В один из дней Берта Вальц показала этот журнал Эмили Барфкнехт и Неизвестной. Как говорила Вальц, едва только пациентка увидела эту фотографии, «ее поведение в корне изменилось». Медсестра показала на одну из великих княжон на снимке, которую из них – она не смогла вспомнить, и выразила надежду, что ей удалось уцелеть, но пациентка «поправила меня», сказав, что смогла избежать смерти другая дочь императора и указала, какая. {67} Как вспоминала Барфкнехт, фотография, сделанная в Тобольске, заставила Неизвестную сказать, что «семья царя в том доме находилась под постоянным наблюдением солдат, которые вели себя грубо и часто не соблюдали дисциплину» {68}. И что было еще любопытнее, указывая Эрне Буххольц на портреты Романовых, пациентка сказала: «Я знала всех этих людей» {69}.
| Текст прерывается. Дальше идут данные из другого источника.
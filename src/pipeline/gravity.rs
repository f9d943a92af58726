//! Gravity separation — single-pass adaptive exponential smoother over the
//! raw accelerometer stream.
//!
//! The smoothing constant adapts to the actual inter-sample gap so the
//! estimator behaves the same at 50 Hz and 100 Hz and survives jittery
//! sampling:
//!
//! ```text
//! α_i = Δt_i / (τ + Δt_i)
//! g_i = α_i · a_i + (1 − α_i) · g_{i−1}
//! ```
//!
//! Linear (motion) acceleration is the residual `a_i − g_i`.

use crate::stats::nan_median;
use crate::types::SampleRow;

/// Gravity smoother time constant, seconds.
pub const GRAVITY_TAU_S: f64 = 0.5;

/// Fallback inter-sample gap when the trip has no usable gaps (~100 Hz).
const FALLBACK_GAP_S: f64 = 0.01;

/// Per-sample gaps in seconds.
///
/// Non-finite or non-positive gaps (including the first sample's) are
/// replaced by the median positive gap, or [`FALLBACK_GAP_S`] when the trip
/// has none.
pub fn sample_gaps(rows: &[SampleRow]) -> Vec<f64> {
    let raw: Vec<f64> = rows
        .iter()
        .enumerate()
        .map(|(i, r)| {
            if i == 0 {
                f64::NAN
            } else {
                (r.ts - rows[i - 1].ts).num_microseconds().map_or(f64::NAN, |us| us as f64 / 1e6)
            }
        })
        .collect();

    let positive: Vec<f64> = raw.iter().copied().filter(|dt| dt.is_finite() && *dt > 0.0).collect();
    let median_gap = {
        let m = nan_median(&positive);
        if m.is_finite() && m > 0.0 {
            m
        } else {
            FALLBACK_GAP_S
        }
    };

    raw.iter()
        .map(|dt| if dt.is_finite() && *dt > 0.0 { *dt } else { median_gap })
        .collect()
}

/// Estimate the per-sample gravity vector.
///
/// Rows whose accelerometer triple contains NaN inherit the previous
/// estimate; leading NaN rows get a zero vector.
pub fn estimate_gravity(rows: &[SampleRow], gaps: &[f64]) -> Vec<[f64; 3]> {
    let mut gravity = vec![[0.0; 3]; rows.len()];
    let mut prev: Option<[f64; 3]> = None;

    for (i, row) in rows.iter().enumerate() {
        let a = row.accel;
        if a.iter().any(|v| v.is_nan()) {
            gravity[i] = prev.unwrap_or([0.0; 3]);
            continue;
        }
        let g = match prev {
            None => a,
            Some(p) => {
                let alpha = gaps[i] / (GRAVITY_TAU_S + gaps[i]);
                [
                    alpha * a[0] + (1.0 - alpha) * p[0],
                    alpha * a[1] + (1.0 - alpha) * p[1],
                    alpha * a[2] + (1.0 - alpha) * p[2],
                ]
            }
        };
        gravity[i] = g;
        prev = Some(g);
    }

    gravity
}

/// Residual (gravity-removed) acceleration per sample.
pub fn linear_accel(rows: &[SampleRow], gravity: &[[f64; 3]]) -> Vec<[f64; 3]> {
    rows.iter()
        .zip(gravity)
        .map(|(r, g)| [r.accel[0] - g[0], r.accel[1] - g[1], r.accel[2] - g[2]])
        .collect()
}

/// Euclidean norm of a 3-vector.
pub fn magnitude(v: [f64; 3]) -> f64 {
    (v[0] * v[0] + v[1] * v[1] + v[2] * v[2]).sqrt()
}
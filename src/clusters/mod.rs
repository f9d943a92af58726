//! Cross-trip aggregation — on-demand clustering of the detections
//! snapshot into scored pothole clusters.
//!
//! ## Modules
//!
//! - `dbscan` — haversine density clustering
//! - `confidence` — evidence model (confidence, priority, likelihood)
//! - `shaping` — confidence thresholding for API consumers
//!
//! Clusters are never persisted; every query re-runs the aggregation
//! against whatever detections snapshot it reads, so cluster output can lag
//! an in-flight trip write without ever being internally inconsistent.

pub mod confidence;
pub mod dbscan;
pub mod shaping;

use std::collections::{BTreeMap, HashSet};

use chrono::{DateTime, Utc};
use sha1::{Digest, Sha1};

use crate::stats::nan_mean;
use crate::types::{DetectionPoint, PotholeCluster};

/// Centroid-derived cluster id: `pc_` + first 10 hex chars of
/// SHA-1 of the centroid rounded to 4 decimals (~11 m).
///
/// Centroids within GPS drift of each other intentionally collide, so the
/// same defect keeps the same id across recomputations.
pub fn cluster_id(lat: f64, lon: f64) -> String {
    let key = format!("{}:{}", round4(lat), round4(lon));
    let mut hasher = Sha1::new();
    hasher.update(key.as_bytes());
    let digest = hex::encode(hasher.finalize());
    format!("pc_{}", &digest[..10])
}

fn round4(v: f64) -> f64 {
    (v * 10_000.0).round() / 10_000.0
}

/// Cluster the detections snapshot and score every cluster.
///
/// `total_trips` of zero means the system has no evidence base at all and
/// yields an empty list. Output is sorted by descending priority, then
/// descending confidence.
pub fn build_clusters(
    points: &[DetectionPoint],
    total_trips: i64,
    eps_m: f64,
    now: DateTime<Utc>,
) -> Vec<PotholeCluster> {
    if total_trips == 0 || points.is_empty() {
        return Vec::new();
    }

    let eps = dbscan::clamp_eps_m(eps_m);
    let coords: Vec<(f64, f64)> = points.iter().map(|p| (p.lat, p.lon)).collect();
    let labels = dbscan::cluster_labels(&coords, eps);

    let mut members: BTreeMap<usize, Vec<&DetectionPoint>> = BTreeMap::new();
    for (point, &label) in points.iter().zip(&labels) {
        members.entry(label).or_default().push(point);
    }

    let mut clusters: Vec<PotholeCluster> = members
        .into_values()
        .map(|pts| {
            let lats: Vec<f64> = pts.iter().map(|p| p.lat).collect();
            let lons: Vec<f64> = pts.iter().map(|p| p.lon).collect();
            let intensities: Vec<f64> = pts.iter().map(|p| p.intensity).collect();
            let stabilities: Vec<f64> = pts.iter().map(|p| p.stability).collect();

            let lat = nan_mean(&lats);
            let lon = nan_mean(&lons);
            let hits = pts.len() as u64;
            let users = pts
                .iter()
                .map(|p| p.user_id.as_str())
                .collect::<HashSet<_>>()
                .len() as u64;
            let last_ts = pts
                .iter()
                .map(|p| p.ts)
                .max()
                .unwrap_or(DateTime::<Utc>::MIN_UTC);
            let avg_intensity = nan_mean(&intensities);
            let avg_stability = nan_mean(&stabilities);

            let scored = confidence::score(
                hits,
                users,
                total_trips,
                avg_intensity,
                avg_stability,
                last_ts,
                now,
            );

            PotholeCluster {
                cluster_id: cluster_id(lat, lon),
                lat,
                lon,
                hits,
                users,
                last_ts,
                avg_intensity,
                avg_stability,
                exposure: hits as f64,
                confidence: scored.confidence,
                priority: scored.priority,
                likelihood: scored.likelihood,
            }
        })
        .collect();

    clusters.sort_by(|a, b| {
        b.priority
            .partial_cmp(&a.priority)
            .unwrap_or(std::cmp::Ordering::Equal)
            .then(
                b.confidence
                    .partial_cmp(&a.confidence)
                    .unwrap_or(std::cmp::Ordering::Equal),
            )
    });
    clusters
}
Но только Тэа Малиновская смогла услышать всю историю спасения Неизвестной, или, во всяком случае, столько, сколько хотела поведать об этом последняя. В один из вечеров осени 1921 года Малиновская сидела за своим рабочим столом в палате Б. Когда все пациенты заснули, она увидела, что Неизвестная сидит на своей койке и смотрит на нее. Неожиданно пациентка осторожно прошла через всю палату, села на стул возле стола и начала говорить, поначалу неторопливо и не упоминая ни о чем особенно важном, но в конце концов она заявила, что ей хочется показать кое-что медсестре. «Неизвестная вернулась к своей кровати и вытащила из-под матраца номер журнала Berliner Illustrirte, – вспоминала Малиновская. – На первой его странице была помещена фотография царской семьи». Неизвестная передала медсестре журнал и «спросила, не поражает ли меня что-либо из того, что я вижу здесь. Я внимательно рассмотрела фотографию, но так и не поняла, что она имеет в виду. При более тщательном рассмотрении мне удалось увидеть, что Неизвестная до некоторой степени похожа на младшую дочь царя. Однако я решила проявить осторожность и не заводить разговор об этом сходстве» {70}.

Недовольная такой реакцией, Неизвестная снова указала на Анастасию, убеждая Малиновскую посмотреть еще внимательнее, но медсестра изобразила недоумение. «Разве вы не видите никакого сходства между мною и ей?» – требовательно спросила пациентка. Когда Малиновская признала наличие сходства, Неизвестная неожиданно «пришла в сильное возбуждение». Не зная, что делать дальше, медсестра спросила пациентку, уж не является ли она великой княжной. Последняя ничего не ответила. По воспоминаниям Малиновской, она стояла «как громом пораженная» и не знала, что сказать дальше. Но затем Неизвестная «вздрогнула всем телом» и «лицо ее вспыхнуло от возбуждения», а сама она обрушила на Малиновскую нескончаемый поток подробностей. Неизвестная рассказывала об убийстве ее семьи, о том, как она потеряла сознание и как пришла в себя, тяжелораненая, лежащая в крестьянской телеге. Некий польский солдат спас ее и тайком вывез из России в Румынию. Чтобы оплатить расходы, он по дороге продавал драгоценности, которые были зашиты в ее одежду. На каком-то отрезке времени этот человек привез ее в Берлин, где она и была найдена в канале Ландвер. Неизвестная заявила, что является младшей дочерью царя Николая II, великой княжной Анастасией {71}.